No. They shouldn’t. Age. Religion. Ethnicity. These are human beings led about by politics and other divisive notions meant to separate them into factions of good and evil. But just as the Iranians gaze upon the Iraqis with vitriol, so too do the opposite. Follow that thread out even further and think about the average American who looks at them both that way—relishing the opportunity to see them both die for a cause so deeply rooted in white supremacy that some of them physically accost Indian Sikhs at home because it was never about religion. It was always about Brown skin. Does that mean what we’re seeing isn’t real? That Nasrin and Ahoo’s father might be the old man who lets the guard in? No. And yes.

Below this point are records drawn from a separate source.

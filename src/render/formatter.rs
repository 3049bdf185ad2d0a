// ============================================================================
// Formatter
// Renders decimal values as display text under a NumberFormatSpec
// ============================================================================

use crate::spec::{NumberFormatSpec, SpecResult};
use rust_decimal::{Decimal, RoundingStrategy};
use smallvec::SmallVec;

/// Format a value as display text under the spec.
///
/// The fraction is rounded to `max_fraction_digits` (banker's rounding),
/// trailing zeros are trimmed down to `min_fraction_digits` and padded back
/// up to it. Integer digits beyond `max_integer_digits` are dropped from the
/// left, keeping the rightmost digits. When negatives are disallowed the
/// absolute value is formatted.
///
/// Output always matches the pattern generated from the same spec.
///
/// # Errors
/// [`SpecError`](crate::spec::SpecError) when the spec violates an invariant.
///
/// # Example
/// ```
/// use numentry::render::format_decimal;
/// use numentry::spec::NumberFormatSpec;
/// use rust_decimal::Decimal;
///
/// let spec = NumberFormatSpec::new(' ', ',').with_fraction_digits(0, 2);
/// let text = format_decimal(Decimal::new(123456789, 3), &spec).unwrap();
/// assert_eq!(text, "123 456,79");
/// ```
pub fn format_decimal(value: Decimal, spec: &NumberFormatSpec) -> SpecResult<String> {
    spec.validate()?;

    let rounded = value.round_dp_with_strategy(
        spec.max_fraction_digits() as u32,
        RoundingStrategy::MidpointNearestEven,
    );

    let negative = rounded.is_sign_negative() && !rounded.is_zero();
    if negative && !spec.negative_allowed() {
        tracing::debug!(%value, "negative value under a non-negative format, formatting magnitude");
    }

    let magnitude = rounded.abs();
    let integer_digits = clamp_integer_digits(
        magnitude.trunc().normalize().to_string(),
        spec.max_integer_digits(),
    );
    let fraction_digits = fraction_digits(
        &magnitude,
        spec.min_fraction_digits(),
        spec.max_fraction_digits(),
    );

    let mut out = String::with_capacity(integer_digits.len() * 2 + fraction_digits.len() + 2);
    if negative && spec.negative_allowed() {
        out.push(spec.sign_character());
    }
    push_grouped(
        &mut out,
        &integer_digits,
        spec.grouping_size(),
        spec.grouping_separator(),
    );
    if !fraction_digits.is_empty() {
        out.push(spec.decimal_separator());
        out.push_str(&fraction_digits);
    }
    Ok(out)
}

/// Keep only the rightmost `max` digits, then drop any leading zeros this
/// exposes (always leaving at least one digit).
fn clamp_integer_digits(digits: String, max: usize) -> String {
    let mut digits = if digits.len() > max {
        digits[digits.len() - max..].to_string()
    } else {
        digits
    };
    while digits.len() > 1 && digits.starts_with('0') {
        digits.remove(0);
    }
    digits
}

/// The fraction digits of the magnitude, trimmed and padded into the
/// min..=max range.
fn fraction_digits(magnitude: &Decimal, min: usize, max: usize) -> String {
    let text = magnitude.to_string();
    let mut digits = match text.split_once('.') {
        Some((_, fraction)) => fraction.to_string(),
        None => String::new(),
    };

    digits.truncate(max);
    while digits.len() > min && digits.ends_with('0') {
        digits.pop();
    }
    while digits.len() < min {
        digits.push('0');
    }
    digits
}

/// Append the digits with a separator between groups, grouping from the
/// right.
fn push_grouped(out: &mut String, digits: &str, size: usize, separator: char) {
    let size = size.max(1);

    // digit strings are ASCII, so byte slicing is safe
    let mut groups: SmallVec<[&str; 8]> = SmallVec::new();
    let mut end = digits.len();
    while end > size {
        groups.push(&digits[end - size..end]);
        end -= size;
    }
    groups.push(&digits[..end]);

    for (index, group) in groups.iter().rev().enumerate() {
        if index > 0 {
            out.push(separator);
        }
        out.push_str(group);
    }
}

#[cfg(test)]
mod tests {
    use super::*;
    use crate::spec::{SpecError, NON_BREAKING_SPACE};
    use std::str::FromStr;

    fn dec(text: &str) -> Decimal {
        Decimal::from_str(text).unwrap()
    }

    fn spec() -> NumberFormatSpec {
        NumberFormatSpec::new(' ', ',').with_fraction_digits(0, 2)
    }

    #[test]
    fn test_grouping() {
        assert_eq!(format_decimal(dec("1234567"), &spec()).unwrap(), "1 234 567");
        assert_eq!(format_decimal(dec("123"), &spec()).unwrap(), "123");
        assert_eq!(format_decimal(dec("1234"), &spec()).unwrap(), "1 234");
        assert_eq!(format_decimal(dec("0"), &spec()).unwrap(), "0");
    }

    #[test]
    fn test_fraction_rounding_and_trimming() {
        assert_eq!(
            format_decimal(dec("1234567.891"), &spec()).unwrap(),
            "1 234 567,89"
        );
        // banker's rounding: ties to even
        assert_eq!(format_decimal(dec("0.125"), &spec()).unwrap(), "0,12");
        assert_eq!(format_decimal(dec("0.135"), &spec()).unwrap(), "0,14");
        // trailing zeros trimmed when min is zero
        assert_eq!(format_decimal(dec("1.20"), &spec()).unwrap(), "1,2");
        assert_eq!(format_decimal(dec("1.00"), &spec()).unwrap(), "1");
    }

    #[test]
    fn test_minimum_fraction_digits_padded() {
        let spec = NumberFormatSpec::new(' ', ',').with_fraction_digits(2, 4);
        assert_eq!(format_decimal(dec("5"), &spec).unwrap(), "5,00");
        assert_eq!(format_decimal(dec("5.1"), &spec).unwrap(), "5,10");
        assert_eq!(format_decimal(dec("5.12345"), &spec).unwrap(), "5,1234");
    }

    #[test]
    fn test_negative_values() {
        assert_eq!(format_decimal(dec("-1234.5"), &spec()).unwrap(), "-1 234,5");

        let positive_only = spec().with_negative_allowed(false);
        assert_eq!(
            format_decimal(dec("-1234.5"), &positive_only).unwrap(),
            "1 234,5"
        );
    }

    #[test]
    fn test_integer_digits_clamped() {
        let spec = spec().with_max_integer_digits(5);
        assert_eq!(format_decimal(dec("1234567"), &spec).unwrap(), "34 567");
        // truncation may expose leading zeros, which are dropped
        assert_eq!(format_decimal(dec("1204567"), &spec).unwrap(), "4 567");
    }

    #[test]
    fn test_locale_presets() {
        assert_eq!(
            format_decimal(dec("1234567.89"), &NumberFormatSpec::en_us()).unwrap(),
            "1,234,567.89"
        );
        assert_eq!(
            format_decimal(dec("1234567.89"), &NumberFormatSpec::de_de()).unwrap(),
            "1.234.567,89"
        );
        assert_eq!(
            format_decimal(dec("1234"), &NumberFormatSpec::fr_fr()).unwrap(),
            format!("1{}234", NON_BREAKING_SPACE)
        );
        assert_eq!(
            format_decimal(dec("1234567.89"), &NumberFormatSpec::ch_de()).unwrap(),
            "1'234'567.89"
        );
    }

    #[test]
    fn test_invalid_spec_fails_fast() {
        let spec = NumberFormatSpec::en_us().with_fraction_digits(3, 1);
        assert_eq!(
            format_decimal(dec("1"), &spec),
            Err(SpecError::FractionRangeInverted { min: 3, max: 1 })
        );
    }

    #[test]
    fn test_single_digit_groups() {
        let spec = NumberFormatSpec::new(' ', ',').with_grouping_size(1);
        assert_eq!(format_decimal(dec("1234"), &spec).unwrap(), "1 2 3 4");
    }
}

At the end of the day, all these events occurring simultaneously or as projections through time is inconsequential. Whether Khan is pulling their strings as some omnipotent being or a general at war is, too. The point is only that they’ve happened. Men trying to do good were forced to do evil and innocent children were left for dead. That’s the cost of war. Accepting responsibility for pulling the trigger, dropping the bomb, or ordering the act is a necessary step in acknowledging one’s complicity regardless of Abest’s film being science fiction or fever dream. He’s simply bringing destroyed beauty and scared pawns to the forefront. He’s showing us a horrible truth removed from justifications that are never enough. It won’t be for everyone, but it’s powerful nonetheless.
Killing the Eunuch Khan screened as part of the 2022 Slamdance Film Festival.